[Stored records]
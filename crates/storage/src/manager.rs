//! Persistence consumer

use std::time::{Duration, Instant};

use event_log::EventLog;
use shared_buffer::{BufferError, ConsumerId, SharedBuffer};
use tokio::runtime::Handle;
use tracing::{info, warn};

use crate::repository::Repository;
use crate::StorageError;

/// Moves readings from the shared buffer into the repository.
///
/// [`run`](Self::run) blocks the calling thread; inserts are driven on the
/// given runtime handle, so call it from a blocking thread rather than from
/// inside an async task.
pub struct StorageManager {
    repository: Repository,
    runtime: Handle,
    stored: u64,
    failed: u64,
}

impl StorageManager {
    pub fn new(repository: Repository, runtime: Handle) -> Self {
        Self {
            repository,
            runtime,
            stored: 0,
            failed: 0,
        }
    }

    /// Consume until the buffer drains or nothing arrives for `idle_timeout`.
    /// Returns the number of rows stored.
    pub fn run(
        &mut self,
        buffer: &SharedBuffer,
        consumer_id: ConsumerId,
        idle_timeout: Duration,
        events: &EventLog,
    ) -> Result<u64, StorageError> {
        info!(
            "Storage manager consuming as {} into table {}",
            consumer_id,
            self.repository.table()
        );
        let mut last_read = Instant::now();

        loop {
            let remaining = idle_timeout.saturating_sub(last_read.elapsed());
            if remaining.is_zero() {
                info!("Storage manager idle for {:?}, stopping", idle_timeout);
                break;
            }

            let record = match buffer.consume_timeout(consumer_id, remaining) {
                Ok(Some(record)) => record,
                Ok(None) => continue,
                Err(BufferError::EndOfStream) => {
                    info!("Storage manager reached end of stream");
                    break;
                }
                Err(e) => return Err(e.into()),
            };
            last_read = Instant::now();

            match self.runtime.block_on(self.repository.insert_reading(&record)) {
                Ok(_) => self.stored += 1,
                Err(e) => {
                    self.failed += 1;
                    warn!("Insert of reading from sensor {} failed: {}", record.sensor_id, e);
                    events.warn("Connection to SQL server lost.");
                }
            }
        }

        info!(
            "Storage manager finished: {} stored, {} failed",
            self.stored, self.failed
        );
        Ok(self.stored)
    }

    /// Rows stored so far
    pub fn stored(&self) -> u64 {
        self.stored
    }

    /// Inserts that failed
    pub fn failed(&self) -> u64 {
        self.failed
    }

    pub fn repository(&self) -> &Repository {
        &self.repository
    }

    /// Close the database connection pool
    pub fn close(self) {
        self.runtime.block_on(self.repository.close());
    }
}

#[cfg(test)]
mod tests {
    use super::*;
    use crate::repository::StorageConfig;
    use sensor_protocol::SensorRecord;
    use shared_buffer::BufferConfig;
    use std::sync::Arc;
    use std::thread;
    use tokio::runtime::Runtime;

    const STORE: ConsumerId = 11;

    fn single_consumer_buffer() -> Arc<SharedBuffer> {
        let buffer = Arc::new(SharedBuffer::new(BufferConfig { max_consumers: 1 }).unwrap());
        buffer.register_consumer(STORE).unwrap();
        buffer
    }

    fn connect(runtime: &Runtime) -> Repository {
        runtime
            .block_on(Repository::connect(&StorageConfig::in_memory(), &EventLog::disabled()))
            .unwrap()
    }

    #[test]
    fn test_stores_until_drained() {
        let runtime = Runtime::new().unwrap();
        let buffer = single_consumer_buffer();
        let mut manager = StorageManager::new(connect(&runtime), runtime.handle().clone());

        let producer = {
            let buffer = Arc::clone(&buffer);
            thread::spawn(move || {
                buffer.insert(SensorRecord::new(1, 21.5, 1000)).unwrap();
                buffer.insert(SensorRecord::new(1, 22.0, 1001)).unwrap();
                buffer.begin_drain();
            })
        };

        let stored = manager
            .run(&buffer, STORE, Duration::from_secs(30), &EventLog::disabled())
            .unwrap();
        producer.join().unwrap();

        assert_eq!(stored, 2);
        assert_eq!(manager.failed(), 0);

        let rows = runtime.block_on(manager.repository().find_all()).unwrap();
        let records: Vec<_> = rows.iter().map(|r| r.record()).collect();
        assert_eq!(
            records,
            vec![SensorRecord::new(1, 21.5, 1000), SensorRecord::new(1, 22.0, 1001)]
        );
    }

    #[test]
    fn test_stops_when_idle() {
        let runtime = Runtime::new().unwrap();
        let buffer = single_consumer_buffer();
        let mut manager = StorageManager::new(connect(&runtime), runtime.handle().clone());

        let started = Instant::now();
        let stored = manager
            .run(&buffer, STORE, Duration::from_millis(100), &EventLog::disabled())
            .unwrap();
        assert_eq!(stored, 0);
        assert!(started.elapsed() >= Duration::from_millis(100));
        assert!(!buffer.is_draining());
    }

    #[test]
    fn test_insert_failure_is_logged_and_skipped() {
        let runtime = Runtime::new().unwrap();
        let buffer = single_consumer_buffer();
        let repository = connect(&runtime);
        runtime.block_on(repository.close());
        let mut manager = StorageManager::new(repository, runtime.handle().clone());

        buffer.insert(SensorRecord::new(2, 18.0, 5)).unwrap();
        buffer.begin_drain();

        let (events, mut reader) = EventLog::pipe();
        let stored = manager
            .run(&buffer, STORE, Duration::from_secs(30), &events)
            .unwrap();
        drop(events);

        assert_eq!(stored, 0);
        assert_eq!(manager.failed(), 1);

        let mut log = String::new();
        std::io::Read::read_to_string(&mut reader, &mut log).unwrap();
        assert_eq!(log, "Connection to SQL server lost.\0");
    }

    #[test]
    fn test_close_shuts_the_pool() {
        let runtime = Runtime::new().unwrap();
        let repository = connect(&runtime);
        let pool_user = repository.clone();
        StorageManager::new(repository, runtime.handle().clone()).close();

        let result = runtime.block_on(pool_user.insert_reading(&SensorRecord::new(3, 20.0, 7)));
        assert!(result.is_err());
    }
}
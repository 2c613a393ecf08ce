//! Sensor Node Client
//!
//! Async TCP client that speaks the gateway wire format. Used by the
//! simulator binary and by integration tests.

use std::net::SocketAddr;

use tokio::io::AsyncWriteExt;
use tokio::net::TcpStream;
use tracing::{debug, info};

use crate::error::ProtocolError;
use crate::record::{SensorId, SensorRecord, Timestamp};

/// A connected sensor node
pub struct SensorNode {
    /// Identifier stamped on every reading
    sensor_id: SensorId,
    /// Connection to the gateway
    stream: TcpStream,
    /// Readings sent so far
    sent: u64,
}

impl SensorNode {
    /// Connect a sensor node to the gateway
    pub async fn connect(addr: SocketAddr, sensor_id: SensorId) -> Result<Self, ProtocolError> {
        let stream = TcpStream::connect(addr).await?;
        stream.set_nodelay(true)?;
        info!("Sensor node {} connected to {}", sensor_id, addr);

        Ok(Self {
            sensor_id,
            stream,
            sent: 0,
        })
    }

    /// Send one reading
    pub async fn send(&mut self, value: f64, timestamp: Timestamp) -> Result<(), ProtocolError> {
        let record = SensorRecord::new(self.sensor_id, value, timestamp);
        self.send_record(&record).await
    }

    /// Send a pre-built record (the id is not rewritten)
    pub async fn send_record(&mut self, record: &SensorRecord) -> Result<(), ProtocolError> {
        self.stream.write_all(&record.to_bytes()).await?;
        self.sent += 1;
        debug!(
            "Sensor node {} sent value {} at {}",
            record.sensor_id, record.value, record.timestamp
        );
        Ok(())
    }

    /// Write raw bytes, for exercising partial records
    pub async fn send_raw(&mut self, bytes: &[u8]) -> Result<(), ProtocolError> {
        self.stream.write_all(bytes).await?;
        Ok(())
    }

    /// Identifier of this node
    pub fn sensor_id(&self) -> SensorId {
        self.sensor_id
    }

    /// Number of readings sent
    pub fn sent(&self) -> u64 {
        self.sent
    }

    /// Close the write side and drop the connection
    pub async fn close(mut self) -> Result<(), ProtocolError> {
        self.stream.shutdown().await?;
        info!("Sensor node {} closed after {} readings", self.sensor_id, self.sent);
        Ok(())
    }

    /// Borrow the underlying stream (tests observe server-side closes)
    pub fn stream_mut(&mut self) -> &mut TcpStream {
        &mut self.stream
    }
}

#[cfg(test)]
mod tests {
    use super::*;
    use crate::wire::RECORD_LEN;
    use tokio::io::AsyncReadExt;
    use tokio::net::TcpListener;

    #[tokio::test]
    async fn test_send_writes_wire_record() {
        let listener = TcpListener::bind("127.0.0.1:0").await.unwrap();
        let addr = listener.local_addr().unwrap();

        let server = tokio::spawn(async move {
            let (mut socket, _) = listener.accept().await.unwrap();
            let mut buf = [0u8; RECORD_LEN];
            socket.read_exact(&mut buf).await.unwrap();
            SensorRecord::from_bytes(&buf).unwrap()
        });

        let mut node = SensorNode::connect(addr, 42).await.unwrap();
        node.send(19.75, 1_700_000_123).await.unwrap();
        assert_eq!(node.sent(), 1);

        let received = server.await.unwrap();
        assert_eq!(received, SensorRecord::new(42, 19.75, 1_700_000_123));
    }

    #[tokio::test]
    async fn test_connect_refused() {
        let listener = TcpListener::bind("127.0.0.1:0").await.unwrap();
        let addr = listener.local_addr().unwrap();
        drop(listener);

        let result = SensorNode::connect(addr, 1).await;
        assert!(matches!(result, Err(ProtocolError::Io(_))));
    }
}
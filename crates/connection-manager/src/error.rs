//! Connection Manager Error Types

use std::net::SocketAddr;

use thiserror::Error;

/// Fatal connection manager errors; per-connection failures never surface here
#[derive(Debug, Error)]
pub enum ConnMgrError {
    /// Could not bind or listen
    #[error("failed to listen on {addr}: {source}")]
    Bind {
        addr: SocketAddr,
        #[source]
        source: std::io::Error,
    },

    /// Accepting or registering a new socket with the reactor failed
    #[error("failed to accept connection: {0}")]
    Accept(#[source] std::io::Error),
}
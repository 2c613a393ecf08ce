//! Sensor-to-room mapping

use std::collections::BTreeMap;
use std::fs::File;
use std::io::Read;
use std::path::Path;

use sensor_protocol::SensorId;
use tracing::debug;

use crate::error::DataError;

/// Room identifier from the sensor map
pub type RoomId = u16;

/// Which room each known sensor is installed in.
///
/// The text format is a whitespace-separated stream of `<room id> <sensor id>`
/// pairs; line breaks carry no meaning. Text after `#` up to the end of the
/// line is ignored. When a sensor is listed twice the later room wins.
#[derive(Debug, Clone, Default, PartialEq, Eq)]
pub struct SensorMap {
    rooms: BTreeMap<SensorId, RoomId>,
}

impl SensorMap {
    /// Parse a sensor map from any reader
    pub fn parse<R: Read>(mut reader: R) -> Result<Self, DataError> {
        let mut text = String::new();
        reader.read_to_string(&mut text)?;

        let mut tokens = text.lines().enumerate().flat_map(|(index, line)| {
            let content = line.split('#').next().unwrap_or_default();
            content.split_whitespace().map(move |token| (index + 1, token))
        });

        let mut rooms = BTreeMap::new();
        while let Some((line, room)) = tokens.next() {
            let room_id = parse_field::<RoomId>(room, "room id", line)?;
            let (line, sensor) = tokens.next().ok_or_else(|| DataError::InvalidMap {
                line,
                reason: format!("room id {} has no sensor id", room_id),
            })?;
            let sensor_id = parse_field::<SensorId>(sensor, "sensor id", line)?;

            if let Some(previous) = rooms.insert(sensor_id, room_id) {
                debug!(
                    "Sensor {} listed again on line {}: room {} replaces {}",
                    sensor_id, line, room_id, previous
                );
            }
        }

        debug!("Parsed sensor map with {} sensors", rooms.len());
        Ok(Self { rooms })
    }

    /// Read a sensor map file
    pub fn from_path(path: impl AsRef<Path>) -> Result<Self, DataError> {
        Self::parse(File::open(path)?)
    }

    /// Room of a sensor
    pub fn room_of(&self, sensor_id: SensorId) -> Option<RoomId> {
        self.rooms.get(&sensor_id).copied()
    }

    pub fn contains(&self, sensor_id: SensorId) -> bool {
        self.rooms.contains_key(&sensor_id)
    }

    pub fn len(&self) -> usize {
        self.rooms.len()
    }

    pub fn is_empty(&self) -> bool {
        self.rooms.is_empty()
    }

    /// `(sensor, room)` pairs ordered by sensor id
    pub fn iter(&self) -> impl Iterator<Item = (SensorId, RoomId)> + '_ {
        self.rooms.iter().map(|(&sensor, &room)| (sensor, room))
    }
}

impl FromIterator<(SensorId, RoomId)> for SensorMap {
    fn from_iter<I: IntoIterator<Item = (SensorId, RoomId)>>(iter: I) -> Self {
        Self {
            rooms: iter.into_iter().collect(),
        }
    }
}

fn parse_field<T: std::str::FromStr>(token: &str, name: &str, line: usize) -> Result<T, DataError>
where
    T::Err: std::fmt::Display,
{
    token.parse().map_err(|e| DataError::InvalidMap {
        line,
        reason: format!("bad {} '{}': {}", name, token, e),
    })
}
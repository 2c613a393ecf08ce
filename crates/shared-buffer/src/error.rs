//! Shared Buffer Error Types

use thiserror::Error;

use crate::ConsumerId;

/// Errors returned by the shared buffer
#[derive(Debug, Clone, PartialEq, Eq, Error)]
pub enum BufferError {
    /// Every consumer slot is taken
    #[error("consumer table is full ({capacity} slots)")]
    ConsumerTableFull { capacity: usize },

    /// Id registered twice
    #[error("consumer {0} is already registered")]
    DuplicateConsumer(ConsumerId),

    /// Registration attempted after the buffer was used or began draining
    #[error("consumer registration is closed")]
    RegistrationClosed,

    /// Buffer configuration is unusable
    #[error("invalid buffer configuration: {0}")]
    InvalidConfig(String),

    /// Id was never registered
    #[error("consumer {0} is not registered")]
    UnknownConsumer(ConsumerId),

    /// Buffer is draining and holds nothing unseen for this consumer
    #[error("end of stream")]
    EndOfStream,

    /// Another thread panicked while holding the queue lock
    #[error("buffer lock poisoned: {0}")]
    Poisoned(String),
}

impl BufferError {
    /// Whether this error stems from setting the buffer up incorrectly
    pub fn is_config_error(&self) -> bool {
        matches!(
            self,
            BufferError::ConsumerTableFull { .. }
                | BufferError::DuplicateConsumer(_)
                | BufferError::RegistrationClosed
                | BufferError::InvalidConfig(_)
        )
    }
}
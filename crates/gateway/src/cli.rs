//! Command line interfaces of the gateway and the simulator

use std::net::SocketAddr;
use std::path::PathBuf;

use clap::{Parser, ValueEnum};

/// Log output format
#[derive(Debug, Clone, Copy, PartialEq, Eq, ValueEnum)]
pub enum LogFormat {
    Text,
    Json,
}

/// Sensor gateway: collects sensor readings over TCP, averages and stores them
#[derive(Parser, Debug)]
#[command(name = "gateway", version, about, long_about = None)]
pub struct Cli {
    /// TCP port sensor nodes connect to
    pub port: u16,

    /// Configuration file (optional)
    #[arg(short, long, default_value = "gateway.toml", env = "GATEWAY_CONFIG")]
    pub config: PathBuf,

    /// Log level or filter directive (trace, debug, info, warn, error)
    #[arg(short, long, default_value = "info", env = "GATEWAY_LOG_LEVEL")]
    pub log_level: String,

    /// Log format
    #[arg(long, value_enum, default_value_t = LogFormat::Text)]
    pub log_format: LogFormat,
}

/// Sensor node simulator: sends synthetic readings to a gateway
#[derive(Parser, Debug, Clone)]
#[command(name = "sensor-sim", version, about, long_about = None)]
pub struct SimCli {
    /// Gateway address
    #[arg(default_value = "127.0.0.1:1234")]
    pub addr: SocketAddr,

    /// Sensor ids to simulate, one connection each
    #[arg(short, long = "sensor", value_delimiter = ',', default_value = "15")]
    pub sensors: Vec<u16>,

    /// Readings per sensor
    #[arg(short = 'n', long, default_value_t = 10)]
    pub count: u32,

    /// Pause between readings in milliseconds
    #[arg(short, long, default_value_t = 500)]
    pub interval_ms: u64,

    /// Lowest simulated temperature
    #[arg(long, default_value_t = 15.0)]
    pub min: f64,

    /// Highest simulated temperature
    #[arg(long, default_value_t = 25.0)]
    pub max: f64,

    /// Log level or filter directive
    #[arg(short, long, default_value = "info")]
    pub log_level: String,
}
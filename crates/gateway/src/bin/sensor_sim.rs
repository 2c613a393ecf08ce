//! Sensor node simulator: streams synthetic readings into a running gateway

use clap::Parser;
use gateway::cli::{LogFormat, SimCli};
use gateway::init_logging;
use gateway::sim::{simulate, SimConfig};

#[tokio::main]
async fn main() -> anyhow::Result<()> {
    let cli = SimCli::parse();
    init_logging(&cli.log_level, LogFormat::Text)?;

    simulate(SimConfig::from(&cli)).await?;
    Ok(())
}
//! Data Manager Implementation

use std::collections::BTreeMap;
use std::fmt;
use std::time::{Duration, Instant};

use event_log::EventLog;
use sensor_protocol::{SensorId, SensorRecord, Timestamp};
use serde::{Deserialize, Serialize};
use shared_buffer::{BufferError, ConsumerId, SharedBuffer};
use tracing::{debug, info};

use crate::error::DataError;
use crate::sensor_map::{RoomId, SensorMap};
use crate::window::RunningAverage;

/// Default number of readings in the running average
pub const DEFAULT_WINDOW: usize = 5;

/// Alert configuration
#[derive(Debug, Clone, PartialEq, Serialize, Deserialize)]
#[serde(default)]
pub struct AlertConfig {
    /// Running average below this is too cold (default: 10.0)
    pub min_temp: f64,
    /// Running average above this is too hot (default: 20.0)
    pub max_temp: f64,
    /// Readings per running average
    pub window: usize,
}

impl Default for AlertConfig {
    fn default() -> Self {
        Self {
            min_temp: 10.0,
            max_temp: 20.0,
            window: DEFAULT_WINDOW,
        }
    }
}

impl AlertConfig {
    pub fn validate(&self) -> Result<(), DataError> {
        if !self.min_temp.is_finite() || !self.max_temp.is_finite() {
            return Err(DataError::InvalidConfig(
                "temperature limits must be finite".to_string(),
            ));
        }
        if self.min_temp > self.max_temp {
            return Err(DataError::InvalidConfig(format!(
                "min_temp {} is above max_temp {}",
                self.min_temp, self.max_temp
            )));
        }
        if self.window == 0 {
            return Err(DataError::InvalidConfig("window must be at least 1".to_string()));
        }
        Ok(())
    }
}

/// Direction of a temperature excursion
#[derive(Debug, Clone, Copy, PartialEq, Eq, Serialize, Deserialize)]
pub enum AlertKind {
    TooCold,
    TooHot,
}

impl fmt::Display for AlertKind {
    fn fmt(&self, f: &mut fmt::Formatter<'_>) -> fmt::Result {
        match self {
            AlertKind::TooCold => write!(f, "too cold"),
            AlertKind::TooHot => write!(f, "too hot"),
        }
    }
}

/// A running average outside the configured band
#[derive(Debug, Clone, PartialEq, Serialize, Deserialize)]
pub struct Alert {
    pub sensor_id: SensorId,
    pub room_id: RoomId,
    pub kind: AlertKind,
    pub running_avg: f64,
    pub timestamp: Timestamp,
}

impl Alert {
    /// Event log line for this alert
    pub fn message(&self) -> String {
        format!(
            "The sensor node with id:{} reports it's {} (running avg {:.6})",
            self.sensor_id, self.kind, self.running_avg
        )
    }
}

#[derive(Debug, Clone)]
struct SensorState {
    room_id: RoomId,
    window: RunningAverage,
    last_modified: Option<Timestamp>,
}

/// Per-sensor running averages and alerting
#[derive(Debug)]
pub struct DataManager {
    config: AlertConfig,
    sensors: BTreeMap<SensorId, SensorState>,
    processed: u64,
    rejected: u64,
}

impl DataManager {
    /// Create a manager tracking every sensor in `map`
    pub fn new(map: SensorMap, config: AlertConfig) -> Result<Self, DataError> {
        config.validate()?;
        info!(
            "Creating data manager for {} sensors with config: {:?}",
            map.len(),
            config
        );

        let sensors = map
            .iter()
            .map(|(sensor_id, room_id)| {
                (
                    sensor_id,
                    SensorState {
                        room_id,
                        window: RunningAverage::new(config.window),
                        last_modified: None,
                    },
                )
            })
            .collect();

        Ok(Self {
            config,
            sensors,
            processed: 0,
            rejected: 0,
        })
    }

    /// Fold one reading into its sensor's window.
    ///
    /// Readings from sensors missing in the map are logged and rejected with
    /// [`DataError::UnknownSensor`]; no state changes in that case.
    pub fn process(
        &mut self,
        record: &SensorRecord,
        events: &EventLog,
    ) -> Result<Option<Alert>, DataError> {
        let Some(sensor) = self.sensors.get_mut(&record.sensor_id) else {
            self.rejected += 1;
            events.warn(format!(
                "Received sensor data with invalid sensor node ID:{}",
                record.sensor_id
            ));
            return Err(DataError::UnknownSensor(record.sensor_id));
        };

        let running_avg = sensor.window.push(record.value);
        sensor.last_modified = Some(record.timestamp);
        self.processed += 1;

        let kind = if running_avg < self.config.min_temp {
            AlertKind::TooCold
        } else if running_avg > self.config.max_temp {
            AlertKind::TooHot
        } else {
            debug!(
                "Sensor {} running average {:.2} within range",
                record.sensor_id, running_avg
            );
            return Ok(None);
        };

        let alert = Alert {
            sensor_id: record.sensor_id,
            room_id: sensor.room_id,
            kind,
            running_avg,
            timestamp: record.timestamp,
        };
        events.warn(alert.message());
        Ok(Some(alert))
    }

    /// Consume records for `consumer_id` until the buffer drains or nothing
    /// arrives for `idle_timeout`. Returns the number of records consumed.
    pub fn run(
        &mut self,
        buffer: &SharedBuffer,
        consumer_id: ConsumerId,
        idle_timeout: Duration,
        events: &EventLog,
    ) -> Result<u64, DataError> {
        info!("Data manager consuming as {}", consumer_id);
        let mut consumed = 0u64;
        let mut last_read = Instant::now();

        loop {
            let remaining = idle_timeout.saturating_sub(last_read.elapsed());
            if remaining.is_zero() {
                info!("Data manager idle for {:?}, stopping", idle_timeout);
                break;
            }

            match buffer.consume_timeout(consumer_id, remaining) {
                Ok(Some(record)) => {
                    last_read = Instant::now();
                    consumed += 1;
                    match self.process(&record, events) {
                        Ok(_) | Err(DataError::UnknownSensor(_)) => {}
                        Err(e) => return Err(e),
                    }
                }
                Ok(None) => {}
                Err(BufferError::EndOfStream) => {
                    info!("Data manager reached end of stream");
                    break;
                }
                Err(e) => return Err(e.into()),
            }
        }

        info!(
            "Data manager finished: {} consumed, {} rejected",
            consumed, self.rejected
        );
        Ok(consumed)
    }

    fn sensor(&self, sensor_id: SensorId) -> Result<&SensorState, DataError> {
        self.sensors
            .get(&sensor_id)
            .ok_or(DataError::UnknownSensor(sensor_id))
    }

    /// Room the sensor is installed in
    pub fn room_id(&self, sensor_id: SensorId) -> Result<RoomId, DataError> {
        Ok(self.sensor(sensor_id)?.room_id)
    }

    /// Mean of the sensor's window; `None` before its first reading
    pub fn running_average(&self, sensor_id: SensorId) -> Result<Option<f64>, DataError> {
        Ok(self.sensor(sensor_id)?.window.mean())
    }

    /// Timestamp of the sensor's latest reading
    pub fn last_modified(&self, sensor_id: SensorId) -> Result<Option<Timestamp>, DataError> {
        Ok(self.sensor(sensor_id)?.last_modified)
    }

    /// Number of sensors in the map
    pub fn total_sensors(&self) -> usize {
        self.sensors.len()
    }

    /// Readings folded into a window
    pub fn processed(&self) -> u64 {
        self.processed
    }

    /// Readings from unknown sensors
    pub fn rejected(&self) -> u64 {
        self.rejected
    }

    pub fn config(&self) -> &AlertConfig {
        &self.config
    }
}
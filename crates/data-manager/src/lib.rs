//! Data Manager
//!
//! Consumes sensor records from the shared buffer, keeps a rolling window of
//! readings per sensor and reports rooms whose running average leaves the
//! configured temperature band.

mod error;
mod manager;
mod sensor_map;
mod window;

pub use error::DataError;
pub use manager::{Alert, AlertConfig, AlertKind, DataManager, DEFAULT_WINDOW};
pub use sensor_map::{RoomId, SensorMap};
pub use window::RunningAverage;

#### EXERCISE REQUIREMENTS
Pull out every line of the entries that includes the word "Types".

#### RESULT FOR THIS EXERCISE
//! Connection Manager Error Types
//! Shared Buffer Error Types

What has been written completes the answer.